JOHN BRUMMETT: About that veto ...

People out in the public are saying the Legislature acted fraudulently to pass Medicaid expansion last week.

They never have liked seeing sausage made. But I witness a lot of them ingesting it with a biscuit.

Among insiders in the Capitol I'm hearing that people would be calling Mike Beebe a genius if it had happened just this way when he was governor.

And here's what I'm saying: Medicaid expansion is good. It's compelling. It's vital. Dropping it now would have been catastrophic fiscally, economically and humanly. We ought to be grateful for a Republican governor who took ownership of it and passed it at some risk on his wide right flank.


The three-fourths majority requirement to appropriate money is constitutional nonsense and any legitimate way around it is good government, not bad.

The tactic deployed last week was near brilliant, and, eventually and by healthy collaboration, much more legally sound than ... say, your garden-variety Jason Rapert bill or Bob Ballinger bill.

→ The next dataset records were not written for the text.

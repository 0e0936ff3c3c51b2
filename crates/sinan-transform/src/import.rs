//! Batch conversion: preprocessed table → uploadable cases.
//!
//! Row-granular failure isolation lives here: rows without a natural key
//! are dropped before mapping, rows that fail mapping are logged and
//! skipped, and every surviving row yields exactly one assembled case.

use godata_model::GoDataCase;
use sinan_ingest::{CaseTable, ResidenceDictionary};
use tracing::{info, warn};

use crate::assembler::assemble_case;
use crate::disease::DiseaseModule;
use crate::location::LocationIndex;
use crate::questionnaire::map_questionnaire;
use crate::row_mapper::{VISUAL_ID_COLUMN, map_row};
use crate::translation::TranslationRegistry;

/// Converts every mappable row into an assembled case for `outbreak_id`.
pub fn build_cases(
    table: &CaseTable,
    dictionary: &ResidenceDictionary,
    locations: &LocationIndex,
    module: &DiseaseModule,
    translations: &TranslationRegistry,
    outbreak_id: &str,
    processed_at: &str,
) -> Vec<GoDataCase> {
    let mut cases = Vec::with_capacity(table.len());
    let mut dropped = 0usize;

    for row in table.iter() {
        if row.non_blank(VISUAL_ID_COLUMN).is_none() {
            dropped += 1;
            continue;
        }
        match map_row(row, dictionary, locations, processed_at) {
            Ok(record) => {
                let answers = map_questionnaire(row, module, dictionary);
                cases.push(assemble_case(
                    &record,
                    answers,
                    outbreak_id,
                    &module.name,
                    translations,
                ));
            }
            Err(error) => {
                warn!(row = row.index() + 1, %error, "row skipped");
            }
        }
    }

    if dropped > 0 {
        warn!(rows = dropped, "rows without a notification number dropped");
    }
    info!(cases = cases.len(), rows = table.len(), "rows converted");
    cases
}
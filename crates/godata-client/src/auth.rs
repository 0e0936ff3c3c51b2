//! Login flow: exchanges user credentials for an access token.

use std::time::Duration;

use reqwest::blocking::Client;
use serde::Deserialize;
use tracing::info;

use crate::error::{ApiError, Result};

const LOGIN_TIMEOUT: Duration = Duration::from_secs(20);

#[derive(Debug, Deserialize)]
struct LoginResponse {
    /// Go.Data returns the session token as the login record's id.
    id: Option<String>,
}

/// Logs in with email and password, returning the access token for all
/// subsequent calls. `bootstrap_token` is the pre-shared client token some
/// deployments require on the login endpoint itself.
pub fn login(
    base_url: &str,
    bootstrap_token: Option<&str>,
    username: &str,
    password: &str,
) -> Result<String> {
    let http = Client::builder().timeout(LOGIN_TIMEOUT).build()?;
    let url = format!("{}/api/users/login", base_url.trim_end_matches('/'));

    let mut request = http
        .post(&url)
        .form(&[("email", username), ("password", password)]);
    if let Some(token) = bootstrap_token {
        request = request.query(&[("access_token", token)]);
    }

    let response = request.send()?;
    let status = response.status();
    if !status.is_success() {
        return Err(ApiError::LoginFailed(format!("status {}", status.as_u16())));
    }

    let body: LoginResponse = response.json()?;
    match body.id {
        Some(token) => {
            info!("authenticated against the registry");
            Ok(token)
        }
        None => Err(ApiError::LoginFailed(
            "login response carried no token".to_string(),
        )),
    }
}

Somebody will sue. Somebody always does.

But I'm picking the state to win.

The gambit was probably sound in the way the Hutchinson administration first offered it, which was to put a line in the appropriation striking the expansion money and then excising that line after passage by a line-item veto. But it was made much better by state Rep. Clarke Tucker of Little Rock, a lawyer and Democrat and apparently a smart guy.

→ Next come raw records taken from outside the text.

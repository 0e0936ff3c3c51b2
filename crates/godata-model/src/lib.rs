pub mod answer;
pub mod case;
pub mod location;
pub mod outcome;
pub mod sinan;

pub use answer::{Answer, QuestionnaireAnswers};
pub use case::{Address, Age, Document, DuplicateKeys, GeoLocation, GoDataCase};
pub use location::{LocationNode, LocationRef};
pub use outcome::{UploadOutcome, UploadStatus};
pub use sinan::{Residence, SinanCase};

He spent the weekend before last studying the matter and coming up with a way to phrase that veto-able line by having it end the expansion program, now called "Arkansas Works," by a date specified. That was rather than presuming to strike actual dollar parts otherwise contained in the appropriation. There were troubling attorney general's opinions on that point. Tucker's way, everyone agrees, is more legally sound.

And now the Legislature is going to pass a law setting a much-later sunset date to reinforce its intent and make moot the line, which Hutchinson vetoed Thursday afternoon the moment the bill arrived in his office from the House.

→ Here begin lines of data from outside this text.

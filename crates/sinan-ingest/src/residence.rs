use std::collections::HashMap;
use std::path::Path;

use anyhow::{Context, Result, bail};
use csv::ReaderBuilder;
use tracing::info;

const CODE_COLUMN: &str = "ID_MN_RESI";
const MUNICIPALITY_COLUMN: &str = "MUNICIPIO RESI";
const STATE_COLUMN: &str = "UF RESI";

/// Reference dictionary mapping residence-municipality codes to the
/// human-readable municipality and state names used by the location tree.
///
/// Loaded once per run. Lookups are total: unknown codes resolve to the
/// empty string, never an error.
#[derive(Debug, Clone, Default)]
pub struct ResidenceDictionary {
    municipalities: HashMap<String, String>,
    states: HashMap<String, String>,
}

impl ResidenceDictionary {
    pub fn load(path: &Path) -> Result<Self> {
        let mut reader = ReaderBuilder::new()
            .flexible(true)
            .from_path(path)
            .with_context(|| format!("open residence dictionary {}", path.display()))?;

        let headers: Vec<String> = reader
            .headers()
            .context("read residence dictionary headers")?
            .iter()
            .map(|h| h.trim().trim_matches('\u{feff}').to_uppercase())
            .collect();

        let position = |name: &str| headers.iter().position(|h| h == name);
        let (Some(code), Some(municipality), Some(state)) = (
            position(CODE_COLUMN),
            position(MUNICIPALITY_COLUMN),
            position(STATE_COLUMN),
        ) else {
            bail!(
                "residence dictionary {} is missing one of {CODE_COLUMN}, \
                 {MUNICIPALITY_COLUMN}, {STATE_COLUMN}",
                path.display()
            );
        };

        let mut dictionary = Self::default();
        for record in reader.records() {
            let record = record.context("read residence dictionary record")?;
            let key = record.get(code).unwrap_or("").trim();
            if key.is_empty() {
                continue;
            }
            dictionary.insert(
                key,
                record.get(municipality).unwrap_or("").trim(),
                record.get(state).unwrap_or("").trim(),
            );
        }

        info!(entries = dictionary.municipalities.len(), "residence dictionary loaded");
        Ok(dictionary)
    }

    pub fn insert(&mut self, code: &str, municipality: &str, state: &str) {
        self.municipalities
            .entry(code.to_string())
            .or_insert_with(|| municipality.to_string());
        self.states
            .entry(code.to_string())
            .or_insert_with(|| state.to_string());
    }

    /// Municipality name for a residence code, empty when unknown.
    pub fn municipality(&self, code: &str) -> &str {
        self.municipalities.get(code).map_or("", String::as_str)
    }

    /// State name for a residence code, empty when unknown.
    pub fn state(&self, code: &str) -> &str {
        self.states.get(code).map_or("", String::as_str)
    }

    /// Both names at once, in (state, municipality) order.
    pub fn names(&self, code: &str) -> (&str, &str) {
        (self.state(code), self.municipality(code))
    }
}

A member of the black caucus had asked Hutchinson two days before what would happen if legislators voted for the bill with the line doing away with the program--only because Asa had solemnly vowed to veto the line and then defend their action publicly--and then Asa died between the time of the vote and the transmission to his office.

The governor chose not to take a chance on getting run over by a truck on the way home.

Lt. Gov. Tim Griffin said it was silly to ask him what he'd do if Asa bought the farm. So I told him that, of course, he didn't want to take a stand for expansion unless absolutely necessary, but that, if he suddenly became governor with the issue pending, he'd no doubt honor Hutchinson's clear intent and veto the line.

"You're putting a lot of words in my mouth there," he said.

Well, yeah.

It's blessedly moot. Asa's not a bad governor, even considering the numb-skulled move of ousting Baker Kurrus as Little Rock school superintendent.

Griffin? That's another question altogether. He's one of those guys always on the phone, confronting something surely important requiring his expert attention. I believe him to be the most self-important lieutenant governor I have seen in many years of walking past that closet of a pointless office.

There are all sorts of rumors in the Capitol about the identity of the person conceiving of the veto scheme. I've spread a couple myself.

There probably was a coincidental meeting of minds. But I'm sure Asa is telling the truth when he says he was pondering his predicament about three weeks ago when the idea occurred to him and he Googled "line-item veto."

You see, it ran through his head that, if he couldn't break the obstruction of 10 senators, the way to take out the expansion money that already was in the vast medical service appropriation bill would be with a line of what's called "special language." And then he thought--wait, don't I have constitutional authority to veto a line in a bill?

Democrats are still wary that Hutchinson made some horrible deal with two of the obstructionists to get them to vote openly for a charade. A "bathroom bill," perhaps, meaning one of those primitive and pointless Southernisms to address a non-problem about men taking over little girls' public restrooms.

Hutchinson told me he made no deal whatever.

But, trust me, deal or no, we're going to get a "bathroom bill" proposed no later than the next regular session in January.

An idea that bad will never be ignored in a Legislature infested with Rapert and Ballinger and that grandstanding ilk.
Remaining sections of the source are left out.